### REQUIREMENT
From the listing that follows, count the lines including "types" and give the number alone.

### TASK INPUTS

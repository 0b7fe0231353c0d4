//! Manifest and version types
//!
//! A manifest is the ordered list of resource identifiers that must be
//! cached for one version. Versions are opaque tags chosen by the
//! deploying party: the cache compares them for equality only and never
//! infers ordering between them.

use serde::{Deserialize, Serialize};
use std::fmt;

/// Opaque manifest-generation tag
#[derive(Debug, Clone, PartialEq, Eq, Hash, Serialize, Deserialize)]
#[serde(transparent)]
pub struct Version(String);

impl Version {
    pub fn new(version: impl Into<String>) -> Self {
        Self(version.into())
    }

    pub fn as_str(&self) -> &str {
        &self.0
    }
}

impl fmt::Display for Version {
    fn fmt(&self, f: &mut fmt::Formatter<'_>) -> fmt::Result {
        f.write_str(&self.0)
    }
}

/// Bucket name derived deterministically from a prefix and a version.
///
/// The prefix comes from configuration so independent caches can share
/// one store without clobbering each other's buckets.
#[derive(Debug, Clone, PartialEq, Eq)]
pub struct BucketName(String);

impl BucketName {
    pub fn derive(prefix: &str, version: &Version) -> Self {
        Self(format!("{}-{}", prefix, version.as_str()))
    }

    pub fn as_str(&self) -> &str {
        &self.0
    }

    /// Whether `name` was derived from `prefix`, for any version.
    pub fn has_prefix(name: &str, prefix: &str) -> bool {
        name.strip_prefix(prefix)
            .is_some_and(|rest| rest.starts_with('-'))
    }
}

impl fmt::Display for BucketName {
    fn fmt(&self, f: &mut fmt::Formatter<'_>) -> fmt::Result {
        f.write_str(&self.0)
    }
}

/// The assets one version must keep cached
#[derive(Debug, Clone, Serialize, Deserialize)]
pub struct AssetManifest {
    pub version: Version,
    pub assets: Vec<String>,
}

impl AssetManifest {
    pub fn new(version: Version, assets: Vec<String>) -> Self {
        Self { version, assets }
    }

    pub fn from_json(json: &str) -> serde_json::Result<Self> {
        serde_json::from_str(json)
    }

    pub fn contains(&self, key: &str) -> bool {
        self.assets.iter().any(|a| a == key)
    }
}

---

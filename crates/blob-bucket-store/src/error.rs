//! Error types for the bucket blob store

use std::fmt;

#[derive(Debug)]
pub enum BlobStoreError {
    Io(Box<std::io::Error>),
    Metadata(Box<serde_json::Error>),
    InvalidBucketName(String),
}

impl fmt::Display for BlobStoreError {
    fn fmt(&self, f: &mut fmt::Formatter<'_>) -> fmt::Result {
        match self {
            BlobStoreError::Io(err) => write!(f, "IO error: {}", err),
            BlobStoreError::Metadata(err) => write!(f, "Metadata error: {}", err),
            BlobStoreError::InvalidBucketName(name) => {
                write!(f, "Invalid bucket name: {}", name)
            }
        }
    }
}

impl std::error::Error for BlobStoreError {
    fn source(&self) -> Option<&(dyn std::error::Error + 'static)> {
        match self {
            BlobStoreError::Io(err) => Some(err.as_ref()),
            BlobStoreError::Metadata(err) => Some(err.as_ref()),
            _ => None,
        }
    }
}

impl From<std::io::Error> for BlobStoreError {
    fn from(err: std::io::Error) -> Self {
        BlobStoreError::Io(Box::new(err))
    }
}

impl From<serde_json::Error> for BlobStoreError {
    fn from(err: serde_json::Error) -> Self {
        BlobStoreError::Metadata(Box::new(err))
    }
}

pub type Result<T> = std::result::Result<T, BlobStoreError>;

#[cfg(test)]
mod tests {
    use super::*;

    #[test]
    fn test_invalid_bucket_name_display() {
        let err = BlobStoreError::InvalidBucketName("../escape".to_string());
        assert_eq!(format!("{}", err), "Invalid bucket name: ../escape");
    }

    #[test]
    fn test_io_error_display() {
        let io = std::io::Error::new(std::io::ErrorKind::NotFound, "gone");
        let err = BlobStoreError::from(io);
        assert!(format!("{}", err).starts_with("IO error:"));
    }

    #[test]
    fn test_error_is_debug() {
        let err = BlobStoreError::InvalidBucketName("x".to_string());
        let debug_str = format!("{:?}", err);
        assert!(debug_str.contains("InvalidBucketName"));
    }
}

---

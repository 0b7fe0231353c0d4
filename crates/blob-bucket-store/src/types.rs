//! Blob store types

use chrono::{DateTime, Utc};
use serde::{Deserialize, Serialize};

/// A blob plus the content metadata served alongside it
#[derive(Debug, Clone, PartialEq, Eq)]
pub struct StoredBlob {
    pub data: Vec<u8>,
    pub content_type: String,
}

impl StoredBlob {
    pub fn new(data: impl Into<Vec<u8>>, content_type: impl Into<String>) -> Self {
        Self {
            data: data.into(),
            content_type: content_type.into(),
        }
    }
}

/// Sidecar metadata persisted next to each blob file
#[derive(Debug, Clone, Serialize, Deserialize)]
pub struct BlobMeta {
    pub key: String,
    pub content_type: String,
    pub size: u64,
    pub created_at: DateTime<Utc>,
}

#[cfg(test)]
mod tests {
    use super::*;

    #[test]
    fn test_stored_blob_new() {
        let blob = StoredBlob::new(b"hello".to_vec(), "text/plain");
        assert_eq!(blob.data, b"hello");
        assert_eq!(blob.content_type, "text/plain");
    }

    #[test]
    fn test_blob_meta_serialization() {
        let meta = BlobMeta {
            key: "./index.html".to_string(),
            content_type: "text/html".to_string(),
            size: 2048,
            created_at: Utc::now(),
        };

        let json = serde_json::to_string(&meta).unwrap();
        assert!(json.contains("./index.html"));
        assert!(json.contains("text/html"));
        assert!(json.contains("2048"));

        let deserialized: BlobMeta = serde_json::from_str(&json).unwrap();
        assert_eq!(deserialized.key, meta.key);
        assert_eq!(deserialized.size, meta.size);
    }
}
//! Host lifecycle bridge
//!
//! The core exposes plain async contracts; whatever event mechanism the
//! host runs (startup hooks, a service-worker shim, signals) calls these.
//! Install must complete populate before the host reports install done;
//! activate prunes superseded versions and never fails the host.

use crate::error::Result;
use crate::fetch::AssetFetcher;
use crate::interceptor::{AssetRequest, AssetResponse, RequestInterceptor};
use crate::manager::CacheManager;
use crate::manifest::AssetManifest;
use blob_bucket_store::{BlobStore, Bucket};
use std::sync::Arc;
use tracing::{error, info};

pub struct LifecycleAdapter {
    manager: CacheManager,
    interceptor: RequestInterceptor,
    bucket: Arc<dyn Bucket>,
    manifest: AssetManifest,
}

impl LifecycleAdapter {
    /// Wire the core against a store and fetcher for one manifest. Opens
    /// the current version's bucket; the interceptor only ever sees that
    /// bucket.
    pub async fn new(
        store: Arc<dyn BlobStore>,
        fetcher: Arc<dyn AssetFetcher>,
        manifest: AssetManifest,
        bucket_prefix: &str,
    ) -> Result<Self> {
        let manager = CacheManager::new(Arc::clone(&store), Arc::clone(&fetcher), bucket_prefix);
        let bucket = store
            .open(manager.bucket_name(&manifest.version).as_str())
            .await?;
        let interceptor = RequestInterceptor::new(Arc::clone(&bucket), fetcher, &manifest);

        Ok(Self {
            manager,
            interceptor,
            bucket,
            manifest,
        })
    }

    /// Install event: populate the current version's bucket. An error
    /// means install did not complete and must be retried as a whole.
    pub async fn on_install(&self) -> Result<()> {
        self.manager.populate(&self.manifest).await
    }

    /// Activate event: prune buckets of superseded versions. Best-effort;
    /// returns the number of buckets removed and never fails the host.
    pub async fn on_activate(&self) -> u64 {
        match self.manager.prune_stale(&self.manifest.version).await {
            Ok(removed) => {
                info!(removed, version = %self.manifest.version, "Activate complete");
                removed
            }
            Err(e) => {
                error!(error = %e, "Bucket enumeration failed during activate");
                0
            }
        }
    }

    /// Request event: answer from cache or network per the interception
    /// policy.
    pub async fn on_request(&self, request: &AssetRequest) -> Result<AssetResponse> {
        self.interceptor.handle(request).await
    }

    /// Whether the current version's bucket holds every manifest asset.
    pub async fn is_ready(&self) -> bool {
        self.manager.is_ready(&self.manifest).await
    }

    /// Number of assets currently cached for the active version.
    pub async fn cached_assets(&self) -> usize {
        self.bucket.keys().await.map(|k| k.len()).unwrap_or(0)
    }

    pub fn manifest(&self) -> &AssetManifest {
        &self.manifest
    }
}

### ANSWER BOX
4